A história do provérbio remonta a um antigo imperador chinês. Em um dia congelante de inverno, o governante estava descansando em seu esplêndido palácio, queimando carvão enquanto desfrutava de extravagantes comidas e bebidas. No entanto, olhando para a neve do lado de fora, ele de repente se comoveu com as pessoas pobres sofrendo.

O imperador então ordenou aos funcionários palacianos que doassem comida e carvão aos pobres e idosos para os ajudar a suportar o frio. Desde então, muitos chineses passaram a usar a expressão para descrever o espírito de amparar os mais necessitados.

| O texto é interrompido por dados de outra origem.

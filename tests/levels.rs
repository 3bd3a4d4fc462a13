use mazekiller::error::Error;
use mazekiller::levels::*;
use mazekiller::map::{cell_of, Tile};
use mazekiller::pathfinding::prelude::astar;
use serde_json::json;

#[test]
fn builtin_table_has_five_levels() {
    let table = LevelTable::builtin().unwrap();
    assert_eq!(table.len(), 5);
    assert!(!table.is_empty());
}

#[test]
fn door_costs_rise_per_level() {
    let table = LevelTable::builtin().unwrap();
    let costs: Vec<u32> = (1..=5).map(|n| table.load(n).unwrap().door_cost).collect();
    assert_eq!(costs, vec![50, 80, 120, 150, 200]);
}

#[test]
fn pursuer_rules_per_level() {
    let table = LevelTable::builtin().unwrap();
    assert_eq!(table.load(1).unwrap().spawn, SpawnRule::Inactive);
    assert_eq!(table.load(2).unwrap().spawn, SpawnRule::Fixed([22, 22]));
    for n in 3..=5 {
        assert_eq!(table.load(n).unwrap().spawn, SpawnRule::Farthest);
    }
}

#[test]
fn every_level_is_enclosed_with_one_reachable_door() {
    let table = LevelTable::builtin().unwrap();
    for n in 1..=table.len() {
        let level = table.load(n).unwrap();
        let map = &level.map;
        assert_eq!(level.number, n);
        assert!(map.is_walkable_at(level.player_start));

        let w = map.width();
        let h = map.height();
        let mut doors = Vec::new();
        for (x, y, tile) in map.cells() {
            if x == 0 || y == 0 || x == w - 1 || y == h - 1 {
                assert!(tile.is_solid(), "level {n}: open border at ({x}, {y})");
            }
            if tile == Tile::Door {
                doors.push((x, y));
            }
        }
        assert_eq!(doors.len(), 1, "level {n}");

        let start = cell_of(level.player_start);
        let (dx, dy) = doors[0];
        let reachable = [(1, 0), (-1, 0), (0, 1), (0, -1)]
            .iter()
            .map(|&(ox, oy)| (dx + ox, dy + oy))
            .filter(|&(x, y)| map.is_walkable(x, y))
            .any(|goal| astar(start, goal, map).is_some());
        assert!(reachable, "level {n}: door unreachable");
    }
}

#[test]
fn every_floor_cell_is_connected() {
    let table = LevelTable::builtin().unwrap();
    for n in 1..=table.len() {
        let level = table.load(n).unwrap();
        let start = cell_of(level.player_start);
        for (x, y, tile) in level.map.cells() {
            if tile == Tile::Floor {
                assert!(astar(start, (x, y), &level.map).is_some(), "level {n}: ({x}, {y}) cut off");
            }
        }
    }
}

#[test]
fn out_of_range_numbers_fail() {
    let table = LevelTable::builtin().unwrap();
    assert!(matches!(table.load(0), Err(Error::Level { level: 0, .. })));
    assert!(matches!(table.load(6), Err(Error::Level { level: 6, .. })));
}

#[test]
fn empty_table_is_rejected() {
    assert!(matches!(
        LevelTable::from_json_str(r#"{"levels": []}"#),
        Err(Error::Level { .. })
    ));
}

#[test]
fn start_inside_wall_is_rejected() {
    let json = json!({"levels": [{
        "name": "bad",
        "rows": ["###", "#.#", "###"],
        "player_start": [0.5, 0.5],
        "door_cost": 10,
        "pursuer": "inactive"
    }]});
    let table = LevelTable::from_json_str(&json.to_string()).unwrap();
    assert!(matches!(table.load(1), Err(Error::Level { level: 1, .. })));
}

#[test]
fn bad_grid_surfaces_map_error() {
    let json = json!({"levels": [{
        "name": "ragged",
        "rows": ["###", "#."],
        "player_start": [1.5, 1.5],
        "door_cost": 10,
        "pursuer": "farthest"
    }]});
    let table = LevelTable::from_json_str(&json.to_string()).unwrap();
    assert!(matches!(table.load(1), Err(Error::Map(_))));
}

#[test]
fn fixed_spawn_reads_from_json() {
    let json = json!({"levels": [{
        "name": "fixed",
        "rows": ["#####", "#...#", "#####"],
        "player_start": [1.5, 1.5],
        "door_cost": 0,
        "pursuer": {"fixed": [3, 1]}
    }]});
    let level = LevelTable::from_json_str(&json.to_string()).unwrap().load(1).unwrap();
    assert_eq!(level.spawn, SpawnRule::Fixed([3, 1]));
}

“Um pedaço de carvão em tempos gelados lhe trará amigos duradouros”, complementou Wang Hua, secretário-geral adjunto da Fundação para a Paz e Desenvolvimento da China (FPDC), em uma conversa íntima com os jornalistas Leonardo Sobreira, do Brasil 247, Francisca Martinez, do Canal 6 TV (México), e David López, do El Tiempo (Colômbia).

“Nós contribuímos com o melhoramento da aldeia comum. Durante toda sua história, a China contribuiu dessa maneira”, observou Wang. “Buscamos lutar juntos contra o hegemonismo, contribuir cada um com o mundo que habitamos apenas temporariamente, deixar algo bom à posteridade. Essa é a mentalidade chinesa e, por que não, do Partido Comunista da China”.

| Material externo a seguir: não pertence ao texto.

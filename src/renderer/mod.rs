pub mod framebuffer;
pub mod minimap;
pub mod raycast;
pub mod sprite;

use framebuffer::{Color, Framebuffer};
use minimap::{draw_minimap, MinimapView};
use raycast::VisibilityCaster;
use sprite::{Projection, SpriteKind};

use crate::collectible::CollectibleKind;
use crate::game::{Game, GameMode};

const CEILING: Color = Color::rgb(30, 30, 30);
const FLOOR: Color = Color::rgb(50, 50, 50);
const PURSUER_BODY: Color = Color::rgb(20, 20, 20);
const MENU_BACKGROUND: Color = Color::rgb(10, 10, 10);
const SHOP_BACKGROUND: Color = Color::rgb(20, 20, 30);
const WON_BACKGROUND: Color = Color::rgb(0, 40, 0);
const LOST_BACKGROUND: Color = Color::rgb(40, 0, 0);

/// Vertical bob of collectibles, in pixels.
const BOB_AMPLITUDE: f32 = 10.0;
const BOB_SPEED: f32 = 3.0;
/// Depth of the red vignette during a stab, in pixels.
const STAB_VIGNETTE: i32 = 100;

/// What went into the last frame.
#[derive(Copy, Clone, Debug, Default, PartialEq, Eq)]
pub struct FrameStats {
    /// Wall columns actually drawn (open doors are skipped).
    pub wall_columns: u32,
    /// Sprites that passed the occlusion test.
    pub sprites: u32,
}

/// Software renderer. The framebuffer and the per-column buffers are
/// allocated once for the configured resolution and reused every frame.
pub struct Renderer {
    framebuffer: Framebuffer,
    caster: VisibilityCaster,
    fog_distance: f32,
}

impl Renderer {
    pub fn new(width: u32, height: u32, fog_distance: f32) -> Self {
        Self {
            framebuffer: Framebuffer::new(width, height),
            caster: VisibilityCaster::new(width),
            fog_distance,
        }
    }

    pub fn framebuffer(&self) -> &Framebuffer {
        &self.framebuffer
    }

    pub fn caster(&self) -> &VisibilityCaster {
        &self.caster
    }

    /// Draw the current state of `game`.
    pub fn render(&mut self, game: &Game) -> FrameStats {
        match game.mode() {
            GameMode::Playing => self.render_playing(game),
            GameMode::MainMenu => self.clear_to(MENU_BACKGROUND),
            GameMode::Shop => self.clear_to(SHOP_BACKGROUND),
            GameMode::Won => self.clear_to(WON_BACKGROUND),
            GameMode::Lost => self.clear_to(LOST_BACKGROUND),
            GameMode::Loading => {
                self.framebuffer.clear(Color::BLACK);
                self.draw_loading_bar(game.loading_progress());
                FrameStats::default()
            }
        }
    }

    fn clear_to(&mut self, color: Color) -> FrameStats {
        self.framebuffer.clear(color);
        FrameStats::default()
    }

    fn render_playing(&mut self, game: &Game) -> FrameStats {
        let (w, h) = (self.framebuffer.width(), self.framebuffer.height());
        let camera = game.camera();
        let mut stats = FrameStats::default();

        self.framebuffer.fill_rect(0, 0, w as i32, h as i32 / 2, CEILING);
        self.framebuffer.fill_rect(0, h as i32 / 2, w as i32, h as i32 - h as i32 / 2, FLOOR);

        self.caster.cast(game.map(), &camera);
        let door_open = game.door_open();
        for (x, hit) in self.caster.hits().iter().enumerate() {
            let Some(color) = hit.shade(self.fog_distance, door_open) else {
                continue;
            };
            let (start, end) = hit.span(h);
            self.framebuffer.vline(x as i32, start, end, color);
            stats.wall_columns += 1;
        }

        let mut sprites: Vec<Projection> = Vec::new();
        let depth = self.caster.depth();

        let pursuer = game.pursuer();
        if pursuer.is_active() {
            sprites.extend(sprite::project_visible(
                &camera,
                pursuer.position,
                SpriteKind::Pursuer,
                depth,
                h,
            ));
        }
        for item in game.collectibles().iter().filter(|c| !c.collected) {
            let kind = match item.kind {
                CollectibleKind::Coin => SpriteKind::Coin,
                CollectibleKind::SpeedBoost => SpriteKind::SpeedBoost,
            };
            sprites.extend(sprite::project_visible(&camera, item.position, kind, depth, h));
        }

        // Painter's order: farthest first.
        sprites.sort_by(|a, b| b.transform.y.total_cmp(&a.transform.y));
        let bob = ((game.anim_time() * BOB_SPEED).sin() * BOB_AMPLITUDE) as i32;
        for projection in &sprites {
            self.draw_sprite(projection, bob);
        }
        stats.sprites = sprites.len() as u32;

        draw_minimap(
            &mut self.framebuffer,
            &MinimapView {
                map: game.map(),
                collectibles: game.collectibles(),
                player: game.player().position,
                facing: game.player().forward(),
                pursuer: (game.has_radar() && pursuer.is_active()).then_some(pursuer.position),
            },
        );

        if game.is_attacked() {
            let intensity = (game.stab_timer() / game.config().stab_duration).clamp(0.0, 1.0);
            self.draw_stab(intensity);
        }

        stats
    }

    /// Fill the sprite's columns that are in front of the walls.
    fn draw_sprite(&mut self, p: &Projection, bob: i32) {
        let depth = self.caster.depth();
        let (color, offset) = match p.kind {
            SpriteKind::Coin => (Color::GOLD, bob),
            SpriteKind::SpeedBoost => (Color::BLUE, bob),
            SpriteKind::Pursuer => (PURSUER_BODY, 0),
        };
        let fog = (p.transform.y / self.fog_distance).min(1.0);
        let color = color.fogged(fog);

        for x in (p.start_x..=p.end_x).filter(|&x| p.column_visible(x, depth)) {
            self.framebuffer.vline(x, p.start_y + offset, p.end_y + offset, color);
        }

        if p.kind == SpriteKind::Pursuer {
            let eye_y = p.start_y + p.height / 5;
            let eye_dx = (p.width / 5).max(1);
            let eye_r = (p.width / 16).max(1);
            self.framebuffer.fill_circle(p.screen_x - eye_dx, eye_y, eye_r, Color::RED);
            self.framebuffer.fill_circle(p.screen_x + eye_dx, eye_y, eye_r, Color::RED);
        }
    }

    fn draw_stab(&mut self, intensity: f32) {
        let alpha = (intensity * 200.0) as u8;
        self.framebuffer.vignette(STAB_VIGNETTE, Color::RED, 2.5 * intensity);
        let slash = Color::rgba(255, 0, 0, alpha);
        self.framebuffer.line(100, 100, 400, 300, slash);
        self.framebuffer.line(500, 150, 700, 400, slash);
        self.framebuffer.line(200, 400, 350, 500, slash);
        let (w, h) = (self.framebuffer.width() as i32, self.framebuffer.height() as i32);
        self.framebuffer.fill_rect(0, 0, w, h, Color::rgba(255, 0, 0, (alpha as f32 * 0.3) as u8));
    }

    fn draw_loading_bar(&mut self, progress: f32) {
        let (w, h) = (self.framebuffer.width() as i32, self.framebuffer.height() as i32);
        let (bar_w, bar_h) = (400, 30);
        let (x, y) = (w / 2 - bar_w / 2, h / 2 - bar_h / 2);
        self.framebuffer.fill_rect(x, y, bar_w, bar_h, Color::rgb(80, 80, 80));
        self.framebuffer.fill_rect(x, y, (bar_w as f32 * progress) as i32, bar_h, Color::rgb(255, 161, 0));
    }
}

A FPDC, que completou 10 anos em janeiro do ano passado, já liderou 80 projetos em 34 países. Mais de RMB200 milhões foram investidos em diversas iniciativas educacionais, de abastecimento hídrico em comunidades rurais e de saúde infantil, beneficiando centenas de pessoas. Além disso, desde o início da pandemia de Covid-19, a organização estendeu a mão amiga a 27 países, doando equipamentos de proteção, purificadores de ar e outros materiais no valor de RMB20 milhões.

Segundo Wang, a atuação da FPDC se diferencia da de algumas organizações ocidentais. “Algumas fundações de outros países dedicam-se a fomentar revoluções coloridas…”, indicou o secretário-geral. “Já o PCCh busca estabelecer relações de amizade, passando por cima de diferenças ideológicas. Aos que estão de acordo e querem se desenvolver, não se está impondo um projeto”.

As iniciativas da FPDC, explicou Wang, buscam tratar o problema da pobreza “de maneira fundamental, não somente com medidas paliativas”. “Somente por meio de projetos de desenvolvimento conjuntos e construções conjuntas, que contam com o esforço comum, compartilharemos os frutos”.

Esse espírito foi refletido no informe apresentado pelo secretário-geral do PCCh, Xi Jinping, diante do XX Congresso Nacional. Segundo Xi, uma "exigência essencial" da modernização chinesa é aumentar a estruturação de uma comunidade de destino da humanidade e criar novas formas de civilização humana, opondo-se ao "hegemonismo, autoritarismo e bullying no uso intimidante da força contra os fracos".

Nesse sentido, o embaixador salientou que a busca pela prosperidade comum, em especial na América Latina, depende estritamente da independência econômica, cultural, educacional, científica e técnica. "Sem isso, há dependência", disse. “A China luta por uma independência verdadeira. Somente assim, o que fazemos corresponde aos interesses do nosso povo”.